▶ **EXERCISE**:
Print the records exactly. Miss nothing.
*** Opening of RECORD EXTRACTS ***
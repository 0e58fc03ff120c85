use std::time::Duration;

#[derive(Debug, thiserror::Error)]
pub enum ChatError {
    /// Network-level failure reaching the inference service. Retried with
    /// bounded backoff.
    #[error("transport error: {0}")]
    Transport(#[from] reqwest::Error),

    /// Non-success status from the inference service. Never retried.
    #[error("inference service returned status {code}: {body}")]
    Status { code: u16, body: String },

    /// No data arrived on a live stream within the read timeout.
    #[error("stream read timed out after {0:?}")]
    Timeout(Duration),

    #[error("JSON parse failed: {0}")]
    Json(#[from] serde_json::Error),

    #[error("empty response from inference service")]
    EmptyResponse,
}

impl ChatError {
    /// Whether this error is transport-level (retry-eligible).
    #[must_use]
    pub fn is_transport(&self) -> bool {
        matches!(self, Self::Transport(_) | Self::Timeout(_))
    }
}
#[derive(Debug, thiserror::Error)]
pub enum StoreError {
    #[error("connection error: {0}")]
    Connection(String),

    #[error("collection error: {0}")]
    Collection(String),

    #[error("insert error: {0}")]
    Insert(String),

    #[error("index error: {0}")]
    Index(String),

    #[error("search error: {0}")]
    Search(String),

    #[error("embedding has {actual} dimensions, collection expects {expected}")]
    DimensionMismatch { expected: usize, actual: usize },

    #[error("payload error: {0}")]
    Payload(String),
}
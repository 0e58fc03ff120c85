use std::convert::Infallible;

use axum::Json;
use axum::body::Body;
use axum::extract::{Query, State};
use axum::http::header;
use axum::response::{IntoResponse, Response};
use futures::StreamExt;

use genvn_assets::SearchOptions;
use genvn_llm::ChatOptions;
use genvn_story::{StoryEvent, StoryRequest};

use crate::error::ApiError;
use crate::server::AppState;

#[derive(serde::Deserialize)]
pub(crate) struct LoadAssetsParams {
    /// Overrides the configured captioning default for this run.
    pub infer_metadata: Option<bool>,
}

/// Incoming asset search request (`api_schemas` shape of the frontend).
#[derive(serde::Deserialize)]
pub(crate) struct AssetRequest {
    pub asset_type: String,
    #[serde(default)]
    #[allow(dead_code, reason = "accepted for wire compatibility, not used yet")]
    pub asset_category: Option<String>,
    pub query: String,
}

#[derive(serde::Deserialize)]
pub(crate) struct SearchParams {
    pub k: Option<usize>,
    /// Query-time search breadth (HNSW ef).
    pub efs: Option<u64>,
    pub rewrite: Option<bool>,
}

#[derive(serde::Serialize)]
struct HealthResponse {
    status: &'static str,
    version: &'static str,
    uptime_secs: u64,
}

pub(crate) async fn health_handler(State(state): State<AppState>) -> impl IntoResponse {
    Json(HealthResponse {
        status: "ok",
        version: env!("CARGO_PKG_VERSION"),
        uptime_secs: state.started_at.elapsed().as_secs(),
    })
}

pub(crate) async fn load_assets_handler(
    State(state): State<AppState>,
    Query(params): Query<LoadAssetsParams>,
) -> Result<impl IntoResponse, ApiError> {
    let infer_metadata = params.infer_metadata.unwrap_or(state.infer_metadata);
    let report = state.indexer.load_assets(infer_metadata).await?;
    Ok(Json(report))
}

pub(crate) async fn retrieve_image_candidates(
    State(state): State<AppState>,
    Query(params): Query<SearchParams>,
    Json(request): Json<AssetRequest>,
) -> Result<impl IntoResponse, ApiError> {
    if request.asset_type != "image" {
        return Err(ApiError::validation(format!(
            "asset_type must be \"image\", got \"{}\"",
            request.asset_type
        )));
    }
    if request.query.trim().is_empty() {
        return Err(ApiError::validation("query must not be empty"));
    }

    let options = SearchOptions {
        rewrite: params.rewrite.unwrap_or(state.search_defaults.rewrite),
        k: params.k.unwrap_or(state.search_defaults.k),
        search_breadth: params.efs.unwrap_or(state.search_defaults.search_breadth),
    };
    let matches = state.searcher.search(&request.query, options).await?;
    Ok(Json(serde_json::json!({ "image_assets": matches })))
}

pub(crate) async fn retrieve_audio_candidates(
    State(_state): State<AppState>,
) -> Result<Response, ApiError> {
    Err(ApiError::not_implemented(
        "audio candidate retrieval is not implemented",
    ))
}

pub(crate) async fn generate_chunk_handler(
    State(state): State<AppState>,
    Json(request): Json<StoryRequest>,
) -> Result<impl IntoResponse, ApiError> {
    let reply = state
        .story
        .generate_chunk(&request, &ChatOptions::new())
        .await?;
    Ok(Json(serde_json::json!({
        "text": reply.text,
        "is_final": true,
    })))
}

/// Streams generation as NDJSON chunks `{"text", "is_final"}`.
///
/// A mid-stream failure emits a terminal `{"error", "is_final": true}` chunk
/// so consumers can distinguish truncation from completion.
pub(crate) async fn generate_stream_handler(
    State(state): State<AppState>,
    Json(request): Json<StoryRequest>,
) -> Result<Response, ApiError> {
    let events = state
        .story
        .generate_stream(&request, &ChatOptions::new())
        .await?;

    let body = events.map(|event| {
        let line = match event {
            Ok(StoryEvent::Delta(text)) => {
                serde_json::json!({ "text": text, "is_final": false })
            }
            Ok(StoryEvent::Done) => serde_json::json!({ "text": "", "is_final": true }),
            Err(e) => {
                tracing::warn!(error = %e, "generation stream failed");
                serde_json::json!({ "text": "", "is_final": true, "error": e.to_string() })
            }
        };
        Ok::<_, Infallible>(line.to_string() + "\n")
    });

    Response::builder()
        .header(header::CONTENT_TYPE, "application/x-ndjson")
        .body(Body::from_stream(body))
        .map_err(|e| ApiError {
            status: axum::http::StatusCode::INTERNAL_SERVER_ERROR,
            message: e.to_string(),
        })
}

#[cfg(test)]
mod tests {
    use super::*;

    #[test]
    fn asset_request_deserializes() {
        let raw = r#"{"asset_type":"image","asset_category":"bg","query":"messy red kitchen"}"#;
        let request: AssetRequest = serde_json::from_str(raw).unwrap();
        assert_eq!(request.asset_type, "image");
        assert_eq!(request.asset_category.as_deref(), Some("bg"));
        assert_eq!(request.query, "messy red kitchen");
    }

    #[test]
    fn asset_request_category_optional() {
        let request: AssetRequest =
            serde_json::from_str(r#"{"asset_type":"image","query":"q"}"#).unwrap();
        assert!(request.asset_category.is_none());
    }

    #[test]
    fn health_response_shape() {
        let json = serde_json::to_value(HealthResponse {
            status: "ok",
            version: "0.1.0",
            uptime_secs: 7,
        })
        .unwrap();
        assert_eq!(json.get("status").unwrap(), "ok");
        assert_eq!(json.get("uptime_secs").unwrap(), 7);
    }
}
*** Close of RECORD EXTRACTS ***
▶ **RESULT BELOW**:
repository 0e58fc03ff120c85
use std::time::Duration;

#[derive(Debug, thiserror::Error)]
pub enum ChatError {
    /// Network-level failure reaching the inference service. Retried with
    /// bounded backoff.
    #[error("transport error: {0}")]
    Transport(#[from] reqwest::Error),

    /// Non-success status from the inference service. Never retried.
    #[error("inference service returned status {code}: {body}")]
    Status { code: u16, body: String },

    /// No data arrived on a live stream within the read timeout.
    #[error("stream read timed out after {0:?}")]
    Timeout(Duration),

    #[error("JSON parse failed: {0}")]
    Json(#[from] serde_json::Error),

    #[error("empty response from inference service")]
    EmptyResponse,
}

impl ChatError {
    /// Whether this error is transport-level (retry-eligible).
    #[must_use]
    pub fn is_transport(&self) -> bool {
        matches!(self, Self::Transport(_) | Self::Timeout(_))
    }
}
#[derive(Debug, thiserror::Error)]
pub enum StoreError {
    #[error("connection error: {0}")]
    Connection(String),

    #[error("collection error: {0}")]
    Collection(String),

    #[error("insert error: {0}")]
    Insert(String),

    #[error("index error: {0}")]
    Index(String),

    #[error("search error: {0}")]
    Search(String),

    #[error("embedding has {actual} dimensions, collection expects {expected}")]
    DimensionMismatch { expected: usize, actual: usize },

    #[error("payload error: {0}")]
    Payload(String),
}
repository 0e58fc03ff120c85
use std::convert::Infallible;

use axum::Json;
use axum::body::Body;
use axum::extract::{Query, State};
use axum::http::header;
use axum::response::{IntoResponse, Response};
use futures::StreamExt;

use genvn_assets::SearchOptions;
use genvn_llm::ChatOptions;
use genvn_story::{StoryEvent, StoryRequest};

use crate::error::ApiError;
use crate::server::AppState;

#[derive(serde::Deserialize)]
pub(crate) struct LoadAssetsParams {
    /// Overrides the configured captioning default for this run.
    pub infer_metadata: Option<bool>,
}

/// Incoming asset search request (`api_schemas` shape of the frontend).
#[derive(serde::Deserialize)]
pub(crate) struct AssetRequest {
    pub asset_type: String,
    #[serde(default)]
    #[allow(dead_code, reason = "accepted for wire compatibility, not used yet")]
    pub asset_category: Option<String>,
    pub query: String,
}

#[derive(serde::Deserialize)]
pub(crate) struct SearchParams {
    pub k: Option<usize>,
    /// Query-time search breadth (HNSW ef).
    pub efs: Option<u64>,
    pub rewrite: Option<bool>,
}

#[derive(serde::Serialize)]
struct HealthResponse {
    status: &'static str,
    version: &'static str,
    uptime_secs: u64,
}

pub(crate) async fn health_handler(State(state): State<AppState>) -> impl IntoResponse {
    Json(HealthResponse {
        status: "ok",
        version: env!("CARGO_PKG_VERSION"),
        uptime_secs: state.started_at.elapsed().as_secs(),
    })
}

pub(crate) async fn load_assets_handler(
    State(state): State<AppState>,
    Query(params): Query<LoadAssetsParams>,
) -> Result<impl IntoResponse, ApiError> {
    let infer_metadata = params.infer_metadata.unwrap_or(state.infer_metadata);
    let report = state.indexer.load_assets(infer_metadata).await?;
    Ok(Json(report))
}

pub(crate) async fn retrieve_image_candidates(
    State(state): State<AppState>,
    Query(params): Query<SearchParams>,
    Json(request): Json<AssetRequest>,
) -> Result<impl IntoResponse, ApiError> {
    if request.asset_type != "image" {
        return Err(ApiError::validation(format!(
            "asset_type must be \"image\", got \"{}\"",
            request.asset_type
        )));
    }
    if request.query.trim().is_empty() {
        return Err(ApiError::validation("query must not be empty"));
    }

    let options = SearchOptions {
        rewrite: params.rewrite.unwrap_or(state.search_defaults.rewrite),
        k: params.k.unwrap_or(state.search_defaults.k),
        search_breadth: params.efs.unwrap_or(state.search_defaults.search_breadth),
    };
    let matches = state.searcher.search(&request.query, options).await?;
    Ok(Json(serde_json::json!({ "image_assets": matches })))
}

pub(crate) async fn retrieve_audio_candidates(
    State(_state): State<AppState>,
) -> Result<Response, ApiError> {
    Err(ApiError::not_implemented(
        "audio candidate retrieval is not implemented",
    ))
}

pub(crate) async fn generate_chunk_handler(
    State(state): State<AppState>,
    Json(request): Json<StoryRequest>,
) -> Result<impl IntoResponse, ApiError> {
    let reply = state
        .story
        .generate_chunk(&request, &ChatOptions::new())
        .await?;
    Ok(Json(serde_json::json!({
        "text": reply.text,
        "is_final": true,
    })))
}

/// Streams generation as NDJSON chunks `{"text", "is_final"}`.
///
/// A mid-stream failure emits a terminal `{"error", "is_final": true}` chunk
/// so consumers can distinguish truncation from completion.
pub(crate) async fn generate_stream_handler(
    State(state): State<AppState>,
    Json(request): Json<StoryRequest>,
) -> Result<Response, ApiError> {
    let events = state
        .story
        .generate_stream(&request, &ChatOptions::new())
        .await?;

    let body = events.map(|event| {
        let line = match event {
            Ok(StoryEvent::Delta(text)) => {
                serde_json::json!({ "text": text, "is_final": false })
            }
            Ok(StoryEvent::Done) => serde_json::json!({ "text": "", "is_final": true }),
            Err(e) => {
                tracing::warn!(error = %e, "generation stream failed");
                serde_json::json!({ "text": "", "is_final": true, "error": e.to_string() })
            }
        };
        Ok::<_, Infallible>(line.to_string() + "\n")
    });

    Response::builder()
        .header(header::CONTENT_TYPE, "application/x-ndjson")
        .body(Body::from_stream(body))
        .map_err(|e| ApiError {
            status: axum::http::StatusCode::INTERNAL_SERVER_ERROR,
            message: e.to_string(),
        })
}

#[cfg(test)]
mod tests {
    use super::*;

    #[test]
    fn asset_request_deserializes() {
        let raw = r#"{"asset_type":"image","asset_category":"bg","query":"messy red kitchen"}"#;
        let request: AssetRequest = serde_json::from_str(raw).unwrap();
        assert_eq!(request.asset_type, "image");
        assert_eq!(request.asset_category.as_deref(), Some("bg"));
        assert_eq!(request.query, "messy red kitchen");
    }

    #[test]
    fn asset_request_category_optional() {
        let request: AssetRequest =
            serde_json::from_str(r#"{"asset_type":"image","query":"q"}"#).unwrap();
        assert!(request.asset_category.is_none());
    }

    #[test]
    fn health_response_shape() {
        let json = serde_json::to_value(HealthResponse {
            status: "ok",
            version: "0.1.0",
            uptime_secs: 7,
        })
        .unwrap();
        assert_eq!(json.get("status").unwrap(), "ok");
        assert_eq!(json.get("uptime_secs").unwrap(), 7);
    }
}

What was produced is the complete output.